Despite its central role in biological processes and in a wide range of chemical reactions, chirality, the property of molecules lacking improper symmetry elements to be distinguishable from their mirror image (or enantiomer) remains a challenging property to detect and quantify. Here we present a theory predicting that in an NMR experiment, normally blind to chirality, the two mirror images of a chiral paramagnetic molecule are subject to opposite electric forces (green arrows in the picture) triggering distinguishable rotational motions for the two enantiomers in solution.
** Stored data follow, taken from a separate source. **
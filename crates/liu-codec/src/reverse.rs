//! 倒放重排队列.
//!
//! 倒放时上游按 "块" 逆序送入数据, 每块内部仍是正序, 块首带 DISCONT 标志.
//! 三个队列的职责:
//! - `gather`: 收集当前块, 最新到达的在队首
//! - `decode`: 按时间正序排列, 逐个交给正向解码路径
//! - `queued`: 解码输出, 最新产生的在队首, 按队列顺序下发即为倒序
//!
//! 缓冲区只在队列之间移动, 不会复制.

use liu_core::{Buffer, clock};
use log::trace;
use std::collections::VecDeque;
use std::time::Duration;

/// 倒放重排队列
#[derive(Debug, Default)]
pub struct ReverseQueues {
    gather: VecDeque<Buffer>,
    decode: VecDeque<Buffer>,
    queued: VecDeque<Buffer>,
}

impl ReverseQueues {
    /// 创建空队列
    pub fn new() -> Self {
        Self::default()
    }

    /// 收集一个到达的缓冲区
    pub fn gather(&mut self, buffer: Buffer) {
        trace!(
            "收集缓冲区 {} 字节, 时间戳 {}",
            buffer.len(),
            clock::display(buffer.pts)
        );
        self.gather.push_front(buffer);
    }

    /// 收集队列是否为空
    pub fn is_gather_empty(&self) -> bool {
        self.gather.is_empty()
    }

    /// 把收集队列整体移入解码队列, 保持时间正序
    ///
    /// 上一轮保留下来的解码项在时间上更晚, 排在新移入项之后.
    pub fn move_gather_to_decode(&mut self) {
        while let Some(buffer) = self.gather.pop_front() {
            self.decode.push_front(buffer);
        }
    }

    /// 取出解码队列, 供逐个正向解码
    pub fn take_decode(&mut self) -> VecDeque<Buffer> {
        std::mem::take(&mut self.decode)
    }

    /// 放回未产生输出、下一轮仍需使用的解码项
    pub fn retain_decode(&mut self, retained: VecDeque<Buffer>) {
        debug_assert!(self.decode.is_empty());
        self.decode = retained;
    }

    /// 解码队列长度
    pub fn decode_len(&self) -> usize {
        self.decode.len()
    }

    /// 记录一个解码输出
    pub fn queue_output(&mut self, buffer: Buffer) {
        self.queued.push_front(buffer);
    }

    /// 输出队列长度
    pub fn queued_len(&self) -> usize {
        self.queued.len()
    }

    /// 按倒序取出全部输出
    ///
    /// 缺失时间戳的输出由后一个 (时间上更晚的) 输出的时间戳减去自身时长反推.
    /// 正向解码留下的 DISCONT 标志在倒序下无意义, 一并清除.
    pub fn take_output(&mut self) -> Vec<Buffer> {
        let mut out = Vec::with_capacity(self.queued.len());
        let mut timestamp: Option<Duration> = None;
        while let Some(mut buffer) = self.queued.pop_front() {
            let duration = buffer.duration.unwrap_or_default();
            timestamp = timestamp.map(|t| t.saturating_sub(duration));
            match buffer.pts {
                None => buffer.pts = timestamp,
                Some(pts) => timestamp = Some(pts),
            }
            buffer.set_discont(false);
            out.push(buffer);
        }
        out
    }

    /// 清空全部队列
    pub fn clear(&mut self) {
        self.gather.clear();
        self.decode.clear();
        self.queued.clear();
    }
}

#[cfg(test)]
mod tests {
    use super::*;

    fn tagged(tag: u8) -> Buffer {
        Buffer::new(vec![tag])
    }

    #[test]
    fn test_收集后按时间正序解码() {
        let mut q = ReverseQueues::new();
        for tag in [1, 2, 3] {
            q.gather(tagged(tag));
        }
        q.move_gather_to_decode();
        assert!(q.is_gather_empty());
        let order: Vec<u8> = q.take_decode().iter().map(|b| b.data[0]).collect();
        assert_eq!(order, vec![1, 2, 3]);
    }

    #[test]
    fn test_保留项排在新块之后() {
        let mut q = ReverseQueues::new();
        q.retain_decode(VecDeque::from(vec![tagged(9)]));
        q.gather(tagged(5));
        q.gather(tagged(6));
        q.move_gather_to_decode();
        let order: Vec<u8> = q.take_decode().iter().map(|b| b.data[0]).collect();
        assert_eq!(order, vec![5, 6, 9]);
    }

    #[test]
    fn test_输出倒序并反推时间戳() {
        let mut q = ReverseQueues::new();
        let ms = Duration::from_millis;
        q.queue_output(tagged(1).with_pts(ms(0)).with_duration(ms(10)));
        q.queue_output(tagged(2).with_duration(ms(10)).discont());
        q.queue_output(tagged(3).with_pts(ms(20)).with_duration(ms(10)));
        let out = q.take_output();
        let tags: Vec<u8> = out.iter().map(|b| b.data[0]).collect();
        assert_eq!(tags, vec![3, 2, 1]);
        assert_eq!(out[1].pts, Some(ms(10)));
        assert!(out.iter().all(|b| !b.is_discont()));
        assert_eq!(q.queued_len(), 0);
    }
}
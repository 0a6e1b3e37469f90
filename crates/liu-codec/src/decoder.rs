//! 音频解码器扩展接口.
//!
//! 基类 `AudioDecoder` 负责缓冲、时间戳、聚合、倒放与 seek 转换, 具体编码格式
//! 只需实现 `AudioDecoderImpl`:
//!
//! 1. `parse()` 在累积的字节中定位下一帧 (可选, 默认整块作为一帧)
//! 2. `handle_frame()` 解码该帧, 通过 `DecoderContext::finish_frame()` 交回输出
//! 3. 其余回调在格式协商、flush、事件到达时被调用

use liu_core::{Buffer, Caps, Event, Format, LiuResult};
use std::time::Duration;

use crate::adapter::Adapter;
use crate::context::DecoderContext;
use crate::seek::SeekPoint;

/// `parse()` 时的流状态
#[derive(Debug, Clone, Copy, PartialEq, Eq)]
pub struct ParseState {
    /// 上一帧之后数据是否连续; 为 false 时解析器应重新校验同步
    pub sync: bool,
    /// 是否正在排空 (流结束或 flush), 此后不会再有新数据
    pub draining: bool,
}

/// `parse()` 的结果
#[derive(Debug, Clone, Copy, PartialEq, Eq)]
pub enum ParseOutcome {
    /// 跳过 `skip` 字节后有一个长度为 `len` 的完整帧
    Frame { skip: usize, len: usize },
    /// 跳过 `skip` 字节后需要更多数据
    NeedMoreData { skip: usize },
}

/// 交给 `handle_frame()` 的输入
#[derive(Debug, Clone, Copy)]
pub enum FrameInput<'a> {
    /// 一个完整的编码帧
    Data(&'a Buffer),
    /// 需要补偿的缺失时长 (丢包补偿)
    Conceal(Duration),
    /// 排空: 输出内部缓存的全部数据
    Drain,
}

/// 音频解码器实现
pub trait AudioDecoderImpl: Send {
    /// 解码器名称
    fn name(&self) -> &str;

    /// 进入工作状态, 可在此声明能力 (丢包补偿、字节时间换算等)
    fn start(&mut self, _ctx: &mut DecoderContext) -> LiuResult<()> {
        Ok(())
    }

    /// 退出工作状态
    fn stop(&mut self) -> LiuResult<()> {
        Ok(())
    }

    /// 输入格式到达
    fn set_format(&mut self, ctx: &mut DecoderContext, caps: &Caps) -> LiuResult<()>;

    /// 在累积数据中定位下一帧
    ///
    /// 默认实现把全部可用数据当作一帧.
    fn parse(
        &mut self,
        _ctx: &mut DecoderContext,
        adapter: &Adapter,
        _state: ParseState,
    ) -> LiuResult<ParseOutcome> {
        Ok(ParseOutcome::Frame {
            skip: 0,
            len: adapter.available(),
        })
    }

    /// 解码一帧
    ///
    /// 每次调用都应最终以 `finish_frame()` 交代该帧 (可合并多帧或延迟交代).
    fn handle_frame(&mut self, ctx: &mut DecoderContext, input: FrameInput<'_>) -> LiuResult<()>;

    /// 丢弃内部状态; `hard` 表示 seek 引起的完全清空
    fn flush(&mut self, _ctx: &mut DecoderContext, _hard: bool) {}

    /// 输入侧事件, 返回 true 表示已处理, 基类不再处理
    fn sink_event(&mut self, _ctx: &mut DecoderContext, _event: &Event) -> bool {
        false
    }

    /// 输出前的最后一次改写机会, 返回 `None` 丢弃该缓冲区
    fn pre_push(&mut self, buffer: Buffer) -> Option<Buffer> {
        Some(buffer)
    }

    /// 编码数据的格式换算 (输入侧), 无专用表时返回 `None` 由基类估算
    fn convert(&self, _src: Format, _value: u64, _dest: Format) -> Option<u64> {
        None
    }

    /// 已知的总时长
    fn duration(&self) -> Option<Duration> {
        None
    }

    /// 时间 seek 目标对应的字节位置
    ///
    /// `accurate` 为 true 时应返回能正确解码目标位置所需的最早位置.
    fn seek_point(&self, _target: Duration, _accurate: bool) -> Option<SeekPoint> {
        None
    }
}
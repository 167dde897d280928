//! Sentence-aware memo chunking

use crate::models::Chunk;

/// How far back from a window edge to look for a sentence terminator.
pub const SENTENCE_SEARCH_WINDOW: usize = 100;

fn is_sentence_terminator(c: char) -> bool {
    matches!(c, '.' | '!' | '?')
}

/// Split text into overlapping, sentence-aligned chunks.
///
/// Lengths are in chars. A window that ends inside the text is pulled back
/// to just after the nearest terminator within `SENTENCE_SEARCH_WINDOW`
/// chars; the next window starts `overlap` chars before that cut.
/// Whitespace-only pieces are skipped, so empty input yields no chunks.
pub fn chunk_text(text: &str, chunk_size: usize, overlap: usize) -> Vec<Chunk> {
    let chars: Vec<char> = text.chars().collect();
    let len = chars.len();
    let chunk_size = chunk_size.max(1);

    let mut chunks = Vec::new();
    let mut start = 0;

    while start < len {
        let mut end = (start + chunk_size).min(len);

        if end < len {
            let floor = end.saturating_sub(SENTENCE_SEARCH_WINDOW).max(start);
            if let Some(i) = (floor..end).rev().find(|&i| is_sentence_terminator(chars[i])) {
                end = i + 1;
            }
        }

        let piece: String = chars[start..end].iter().collect();
        let trimmed = piece.trim();
        if !trimmed.is_empty() {
            chunks.push(Chunk {
                id: chunks.len(),
                text: trimmed.to_string(),
            });
        }

        if end >= len {
            break;
        }

        // always move forward, even when a cut lands inside the overlap
        let next = end.saturating_sub(overlap);
        start = if next > start { next } else { end };
    }

    chunks
}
If the molecules have strong magnetic anisotropy (anisotropy axes are represented as red rods in the picture), they will be partially oriented along the NMR magnetic field (blue arrows in the picture), which makes the predicted chiral electric forces large enough to be detected at room temperature, offering a way to achieve direct chiral discrimination via NMR spectroscopy.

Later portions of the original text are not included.